The lines you need are those holding the word "Hash"; pull them from the material.

------------------------------------------------------------

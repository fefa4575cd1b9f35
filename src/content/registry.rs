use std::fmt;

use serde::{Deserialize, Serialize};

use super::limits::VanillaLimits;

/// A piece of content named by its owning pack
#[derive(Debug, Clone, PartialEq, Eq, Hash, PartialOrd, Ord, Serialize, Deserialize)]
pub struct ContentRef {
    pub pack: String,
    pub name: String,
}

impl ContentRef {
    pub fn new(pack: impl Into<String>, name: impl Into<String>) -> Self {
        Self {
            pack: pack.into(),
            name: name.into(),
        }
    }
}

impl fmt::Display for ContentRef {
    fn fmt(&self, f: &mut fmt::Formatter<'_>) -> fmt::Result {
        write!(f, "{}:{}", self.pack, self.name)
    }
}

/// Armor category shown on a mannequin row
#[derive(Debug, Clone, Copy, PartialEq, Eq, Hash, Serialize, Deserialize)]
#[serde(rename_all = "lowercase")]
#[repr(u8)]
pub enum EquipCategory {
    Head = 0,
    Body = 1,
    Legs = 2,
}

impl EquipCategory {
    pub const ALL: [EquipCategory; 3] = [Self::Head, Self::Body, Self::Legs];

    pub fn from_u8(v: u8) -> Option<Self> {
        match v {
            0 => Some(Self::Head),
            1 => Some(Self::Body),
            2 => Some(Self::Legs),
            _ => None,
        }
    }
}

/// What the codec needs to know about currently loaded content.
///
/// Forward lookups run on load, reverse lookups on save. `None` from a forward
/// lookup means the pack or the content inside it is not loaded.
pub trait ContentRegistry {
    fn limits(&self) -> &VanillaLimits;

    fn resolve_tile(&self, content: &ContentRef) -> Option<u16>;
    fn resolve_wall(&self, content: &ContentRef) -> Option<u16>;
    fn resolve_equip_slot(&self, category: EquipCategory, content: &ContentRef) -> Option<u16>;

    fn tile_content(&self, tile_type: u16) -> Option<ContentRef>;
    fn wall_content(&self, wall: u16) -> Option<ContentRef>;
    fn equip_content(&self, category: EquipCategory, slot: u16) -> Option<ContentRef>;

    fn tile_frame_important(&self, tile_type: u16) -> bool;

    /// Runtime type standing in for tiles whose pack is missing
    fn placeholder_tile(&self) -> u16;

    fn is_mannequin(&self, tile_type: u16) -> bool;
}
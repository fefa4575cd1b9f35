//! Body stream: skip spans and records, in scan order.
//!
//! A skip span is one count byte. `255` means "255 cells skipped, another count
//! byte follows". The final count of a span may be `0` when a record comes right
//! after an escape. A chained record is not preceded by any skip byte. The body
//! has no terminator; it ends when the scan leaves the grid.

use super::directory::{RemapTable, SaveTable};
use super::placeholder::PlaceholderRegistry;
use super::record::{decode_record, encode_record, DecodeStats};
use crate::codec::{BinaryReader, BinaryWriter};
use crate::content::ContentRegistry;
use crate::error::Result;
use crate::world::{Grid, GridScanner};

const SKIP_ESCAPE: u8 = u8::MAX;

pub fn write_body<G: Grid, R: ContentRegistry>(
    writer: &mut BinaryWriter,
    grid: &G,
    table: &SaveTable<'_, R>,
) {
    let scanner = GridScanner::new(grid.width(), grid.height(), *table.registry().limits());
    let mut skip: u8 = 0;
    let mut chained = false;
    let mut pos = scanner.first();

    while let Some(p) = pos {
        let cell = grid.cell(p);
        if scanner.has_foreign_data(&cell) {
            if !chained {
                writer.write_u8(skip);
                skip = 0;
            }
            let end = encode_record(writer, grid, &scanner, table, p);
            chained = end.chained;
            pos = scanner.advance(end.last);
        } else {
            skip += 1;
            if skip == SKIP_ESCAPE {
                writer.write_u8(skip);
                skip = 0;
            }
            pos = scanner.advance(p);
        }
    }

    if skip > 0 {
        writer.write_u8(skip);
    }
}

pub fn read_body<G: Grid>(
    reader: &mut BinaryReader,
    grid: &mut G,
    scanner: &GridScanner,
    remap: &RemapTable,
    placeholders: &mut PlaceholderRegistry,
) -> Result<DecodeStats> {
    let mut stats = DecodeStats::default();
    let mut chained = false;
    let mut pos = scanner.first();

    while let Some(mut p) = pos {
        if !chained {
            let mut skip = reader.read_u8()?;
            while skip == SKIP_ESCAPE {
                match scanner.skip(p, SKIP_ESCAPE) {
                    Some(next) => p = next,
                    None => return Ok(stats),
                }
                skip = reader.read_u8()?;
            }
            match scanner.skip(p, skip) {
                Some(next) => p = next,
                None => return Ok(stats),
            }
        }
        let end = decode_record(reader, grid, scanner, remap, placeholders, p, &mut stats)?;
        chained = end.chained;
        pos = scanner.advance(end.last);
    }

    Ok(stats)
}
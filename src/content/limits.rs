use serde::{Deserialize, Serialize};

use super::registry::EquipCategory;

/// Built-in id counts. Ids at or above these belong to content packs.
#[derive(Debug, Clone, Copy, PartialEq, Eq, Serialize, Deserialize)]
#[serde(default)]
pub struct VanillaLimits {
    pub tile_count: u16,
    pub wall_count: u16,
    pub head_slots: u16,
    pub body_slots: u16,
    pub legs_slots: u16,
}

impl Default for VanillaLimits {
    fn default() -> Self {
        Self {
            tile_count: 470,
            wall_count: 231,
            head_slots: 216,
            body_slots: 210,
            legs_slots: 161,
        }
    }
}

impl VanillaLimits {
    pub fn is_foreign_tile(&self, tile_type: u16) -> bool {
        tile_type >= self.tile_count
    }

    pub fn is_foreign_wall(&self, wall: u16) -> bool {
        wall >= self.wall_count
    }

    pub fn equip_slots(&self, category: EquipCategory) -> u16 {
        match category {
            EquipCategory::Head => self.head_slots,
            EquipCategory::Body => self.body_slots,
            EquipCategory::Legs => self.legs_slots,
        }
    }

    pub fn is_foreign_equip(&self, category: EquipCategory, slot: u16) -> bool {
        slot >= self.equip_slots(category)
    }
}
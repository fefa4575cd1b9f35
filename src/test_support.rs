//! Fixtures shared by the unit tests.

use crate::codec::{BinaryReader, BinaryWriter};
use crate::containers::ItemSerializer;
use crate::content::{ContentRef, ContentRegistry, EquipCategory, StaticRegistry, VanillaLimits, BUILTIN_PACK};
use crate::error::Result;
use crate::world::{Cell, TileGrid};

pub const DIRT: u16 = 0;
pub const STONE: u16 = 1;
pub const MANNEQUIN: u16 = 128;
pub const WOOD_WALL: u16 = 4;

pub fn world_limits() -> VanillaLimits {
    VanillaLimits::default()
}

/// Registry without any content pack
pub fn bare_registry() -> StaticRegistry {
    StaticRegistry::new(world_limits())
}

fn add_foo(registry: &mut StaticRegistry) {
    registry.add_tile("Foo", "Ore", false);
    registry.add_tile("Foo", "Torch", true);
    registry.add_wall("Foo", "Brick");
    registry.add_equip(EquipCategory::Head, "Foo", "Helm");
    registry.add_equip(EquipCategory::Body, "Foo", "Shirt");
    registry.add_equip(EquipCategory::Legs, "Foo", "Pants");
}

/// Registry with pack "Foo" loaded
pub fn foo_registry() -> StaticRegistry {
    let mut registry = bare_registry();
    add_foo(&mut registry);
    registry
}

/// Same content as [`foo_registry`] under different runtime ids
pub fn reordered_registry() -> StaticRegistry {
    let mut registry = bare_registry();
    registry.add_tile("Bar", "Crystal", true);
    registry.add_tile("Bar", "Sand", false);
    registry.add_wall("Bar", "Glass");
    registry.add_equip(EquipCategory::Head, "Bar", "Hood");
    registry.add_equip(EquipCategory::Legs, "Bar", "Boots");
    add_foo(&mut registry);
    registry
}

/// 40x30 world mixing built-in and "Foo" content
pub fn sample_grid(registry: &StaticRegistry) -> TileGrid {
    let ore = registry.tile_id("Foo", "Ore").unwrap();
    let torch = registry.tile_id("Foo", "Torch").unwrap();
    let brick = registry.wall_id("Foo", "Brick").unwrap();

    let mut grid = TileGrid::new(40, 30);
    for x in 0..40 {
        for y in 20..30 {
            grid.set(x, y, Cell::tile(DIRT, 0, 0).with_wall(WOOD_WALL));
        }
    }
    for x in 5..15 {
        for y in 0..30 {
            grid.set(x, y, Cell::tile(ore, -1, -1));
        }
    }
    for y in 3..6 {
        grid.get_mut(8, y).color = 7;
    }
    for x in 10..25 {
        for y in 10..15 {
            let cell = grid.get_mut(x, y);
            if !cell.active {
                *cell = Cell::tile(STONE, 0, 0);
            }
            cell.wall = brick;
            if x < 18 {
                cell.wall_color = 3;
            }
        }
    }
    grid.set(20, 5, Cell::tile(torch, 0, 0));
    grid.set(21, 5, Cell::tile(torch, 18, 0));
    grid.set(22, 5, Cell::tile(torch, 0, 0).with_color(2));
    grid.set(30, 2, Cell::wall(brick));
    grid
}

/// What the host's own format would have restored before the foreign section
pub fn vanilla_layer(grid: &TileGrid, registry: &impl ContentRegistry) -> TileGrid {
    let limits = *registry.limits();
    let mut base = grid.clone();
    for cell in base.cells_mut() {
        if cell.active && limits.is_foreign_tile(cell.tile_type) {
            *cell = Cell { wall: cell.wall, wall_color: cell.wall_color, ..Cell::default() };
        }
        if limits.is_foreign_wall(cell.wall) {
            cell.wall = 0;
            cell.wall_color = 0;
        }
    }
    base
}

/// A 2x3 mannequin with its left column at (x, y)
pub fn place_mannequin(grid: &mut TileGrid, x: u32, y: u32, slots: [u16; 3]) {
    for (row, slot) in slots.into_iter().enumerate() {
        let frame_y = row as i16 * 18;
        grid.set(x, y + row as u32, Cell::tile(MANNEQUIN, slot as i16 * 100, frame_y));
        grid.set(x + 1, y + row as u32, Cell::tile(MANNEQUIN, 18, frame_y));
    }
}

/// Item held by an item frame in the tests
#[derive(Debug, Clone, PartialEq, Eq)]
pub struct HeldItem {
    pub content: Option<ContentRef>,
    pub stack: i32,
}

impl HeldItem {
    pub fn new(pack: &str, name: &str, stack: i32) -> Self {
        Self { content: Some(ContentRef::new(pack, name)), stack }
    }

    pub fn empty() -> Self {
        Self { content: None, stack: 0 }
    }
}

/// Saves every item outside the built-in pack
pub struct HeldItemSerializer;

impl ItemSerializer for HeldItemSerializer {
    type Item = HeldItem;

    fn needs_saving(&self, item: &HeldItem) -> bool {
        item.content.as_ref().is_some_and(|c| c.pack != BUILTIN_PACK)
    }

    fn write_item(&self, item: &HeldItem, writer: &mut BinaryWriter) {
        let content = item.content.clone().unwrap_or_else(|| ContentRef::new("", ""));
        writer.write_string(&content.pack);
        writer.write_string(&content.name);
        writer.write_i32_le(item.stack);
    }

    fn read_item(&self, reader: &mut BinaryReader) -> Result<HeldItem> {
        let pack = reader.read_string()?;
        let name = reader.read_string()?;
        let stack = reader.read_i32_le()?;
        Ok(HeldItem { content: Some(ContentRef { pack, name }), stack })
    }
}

------------------------------------------------------------

Response
#[derive(Debug, Clone, PartialEq, Eq, Hash, PartialOrd, Ord, Serialize, Deserialize)]
#[derive(Debug, Clone, Copy, PartialEq, Eq, Hash, Serialize, Deserialize)]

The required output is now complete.